(Saved data entries)
Start of Block

//! Reverse geocoding: convert coordinates to administrative address components.
//! The default resolver uses Nominatim (OpenStreetMap) - free, no API key required.

use std::future::Future;
use std::pin::Pin;
use std::time::Duration;

use breezy_core::GeocoderConfig;
use reqwest::Client;
use serde::Deserialize;
use url::Url;

use crate::types::{Address, Coordinate, LocationError};

const USER_AGENT: &str = concat!("Breezy/", env!("CARGO_PKG_VERSION"));

pub type GeocodeFuture<'a> = Pin<Box<dyn Future<Output = Option<Address>> + Send + 'a>>;

/// Best-effort reverse lookup. Any failure is reported as `None`.
pub trait GeocodeResolver: Send + Sync {
    fn resolve(&self, coordinate: Coordinate) -> GeocodeFuture<'_>;
}

#[derive(Debug, Deserialize)]
struct NominatimResponse {
    address: Option<NominatimAddress>,
    error: Option<String>,
}

#[derive(Debug, Deserialize)]
struct NominatimAddress {
    country: Option<String>,
    country_code: Option<String>,
    state: Option<String>,
    province: Option<String>,
    region: Option<String>,
    city: Option<String>,
    town: Option<String>,
    village: Option<String>,
    municipality: Option<String>,
    city_district: Option<String>,
    district: Option<String>,
    suburb: Option<String>,
    county: Option<String>,
}

impl From<NominatimAddress> for Address {
    fn from(addr: NominatimAddress) -> Self {
        // Prefer city > town > village > municipality for the primary place name
        let city = addr
            .city
            .or(addr.town)
            .or(addr.village)
            .or(addr.municipality);

        Address {
            country: addr.country,
            country_code: addr.country_code.map(|c| c.to_ascii_uppercase()),
            province: addr.state.or(addr.province).or(addr.region),
            city,
            district: addr
                .city_district
                .or(addr.district)
                .or(addr.suburb)
                .or(addr.county),
        }
    }
}

#[derive(Debug, Clone)]
pub struct NominatimResolver {
    client: Client,
    endpoint: Url,
    language: String,
}

impl NominatimResolver {
    /// # Errors
    /// Fails if the endpoint is not a valid URL or the HTTP client cannot be built.
    pub fn new(endpoint: &str, language: &str, timeout: Duration) -> Result<Self, LocationError> {
        let endpoint = Url::parse(endpoint)
            .map_err(|e| LocationError::GeocodeFailure(format!("invalid endpoint: {}", e)))?;
        let client = Client::builder()
            .timeout(timeout)
            .user_agent(USER_AGENT)
            .build()?;

        Ok(Self {
            client,
            endpoint,
            language: language.to_string(),
        })
    }

    /// # Errors
    /// See [`NominatimResolver::new`].
    pub fn from_config(config: &GeocoderConfig) -> Result<Self, LocationError> {
        Self::new(
            &config.url,
            &config.language,
            Duration::from_secs(config.timeout_secs),
        )
    }

    async fn lookup(&self, coordinate: Coordinate) -> Result<Address, LocationError> {
        let response = self
            .client
            .get(self.endpoint.clone())
            .query(&[
                ("lat", coordinate.latitude.to_string()),
                ("lon", coordinate.longitude.to_string()),
                ("format", "jsonv2".to_string()),
                ("addressdetails", "1".to_string()),
                ("zoom", "14".to_string()),
                ("accept-language", self.language.clone()),
            ])
            .send()
            .await
            .map_err(|e| LocationError::GeocodeFailure(e.to_string()))?;

        if !response.status().is_success() {
            return Err(LocationError::GeocodeFailure(format!(
                "status {}",
                response.status()
            )));
        }

        let body: NominatimResponse = response
            .json()
            .await
            .map_err(|e| LocationError::GeocodeFailure(format!("parse error: {}", e)))?;

        if let Some(error) = body.error {
            return Err(LocationError::GeocodeFailure(error));
        }

        let address: Address = body
            .address
            .ok_or_else(|| LocationError::GeocodeFailure("no address in response".into()))?
            .into();

        if address.is_empty() {
            return Err(LocationError::GeocodeFailure("empty address".into()));
        }
        Ok(address)
    }
}

impl GeocodeResolver for NominatimResolver {
    fn resolve(&self, coordinate: Coordinate) -> GeocodeFuture<'_> {
        Box::pin(async move {
            match self.lookup(coordinate).await {
                Ok(address) => {
                    tracing::debug!(
                        city = address.city.as_deref().unwrap_or(""),
                        country = address.country_code.as_deref().unwrap_or(""),
                        "Reverse geocoded {}",
                        coordinate
                    );
                    Some(address)
                }
                Err(e) => {
                    tracing::debug!("Reverse geocode of {} failed: {}", coordinate, e);
                    None
                }
            }
        })
    }
}

#[cfg(test)]
mod tests {
    #![allow(clippy::unwrap_used, clippy::expect_used, clippy::panic)]
    use super::*;

    fn parse(json: &str) -> Address {
        let response: NominatimResponse = serde_json::from_str(json).unwrap();
        response.address.unwrap().into()
    }

    #[test]
    fn test_address_mapping_prefers_city() {
        let address = parse(
            r#"{"address": {"city": "Mountain View", "town": "Ignored", "state": "California",
                "country": "United States", "country_code": "us", "suburb": "Old Mountain View"}}"#,
        );
        assert_eq!(address.city.as_deref(), Some("Mountain View"));
        assert_eq!(address.province.as_deref(), Some("California"));
        assert_eq!(address.country_code.as_deref(), Some("US"));
        assert_eq!(address.district.as_deref(), Some("Old Mountain View"));
    }

    #[test]
    fn test_address_mapping_falls_back_to_town() {
        let address = parse(r#"{"address": {"town": "Leavenworth", "county": "Chelan County"}}"#);
        assert_eq!(address.city.as_deref(), Some("Leavenworth"));
        assert_eq!(address.district.as_deref(), Some("Chelan County"));
        assert!(address.country.is_none());
    }

    #[test]
    fn test_invalid_endpoint_rejected() {
        let err = NominatimResolver::new("not a url", "en", Duration::from_secs(1)).unwrap_err();
        assert!(matches!(err, LocationError::GeocodeFailure(_)));
    }
}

End of Block

What is needed: If a line in the data above holds the string "body", copy it.

Solution to the exercise:
        let body: NominatimResponse = response
        if let Some(error) = body.error {
        let address: Address = body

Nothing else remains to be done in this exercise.